TRY IT – Your answer must consist of one number: how many lines in the records contain "info".

RECORDED DATA –
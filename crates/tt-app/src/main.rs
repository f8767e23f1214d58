mod app_state;
mod cli;
mod crash;
mod logging;

use std::error::Error;
use std::path::Path;

use tt_config::HostConfig;
use winit::event_loop::EventLoop;

use app_state::{TorrentHostApp, UserEvent};

fn load_config(args: &cli::Args) -> (HostConfig, Option<String>) {
    let loaded = match args.config.as_deref() {
        Some(path) => tt_config::load_config_from(Path::new(path)),
        None => tt_config::load_config(),
    };
    match loaded {
        Ok(config) => (config, None),
        Err(e) => (HostConfig::default(), Some(e.to_string())),
    }
}

fn main() -> Result<(), Box<dyn Error>> {
    crash::install_panic_hook();

    let args = cli::parse();

    // Logging depends on the config level, so load errors are reported
    // after the subscriber is up.
    let (mut config, config_error) = load_config(&args);
    args.apply_overrides(&mut config);
    logging::init(args.log_level.as_deref(), config.logging.level);

    tracing::info!("TinyTorrent host v{} starting", env!("CARGO_PKG_VERSION"));
    if let Some(e) = config_error {
        tracing::warn!(error = %e, "config load failed, using defaults");
    }
    if let Some(ref path) = args.config {
        tracing::info!(path = %path, "using config override");
    }
    tracing::info!(
        host = %config.daemon.host,
        port = config.daemon.port,
        composition = config.engine.prefer_composition,
        "config loaded"
    );

    if let Err(e) = tt_platform::ensure_dirs() {
        tracing::warn!(error = %e, "failed to create data directories");
    }

    let event_loop = EventLoop::<UserEvent>::with_user_event().build()?;
    let mut app = TorrentHostApp::new(config, args.start_hidden, event_loop.create_proxy());

    tracing::info!("entering event loop");
    event_loop.run_app(&mut app)?;

    if let Some(error) = app.fatal_error() {
        tracing::error!(error = %error, "content hosting failed");
        return Err(error.into());
    }
    tracing::info!("shutdown complete");
    Ok(())
}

RESPONSE – 5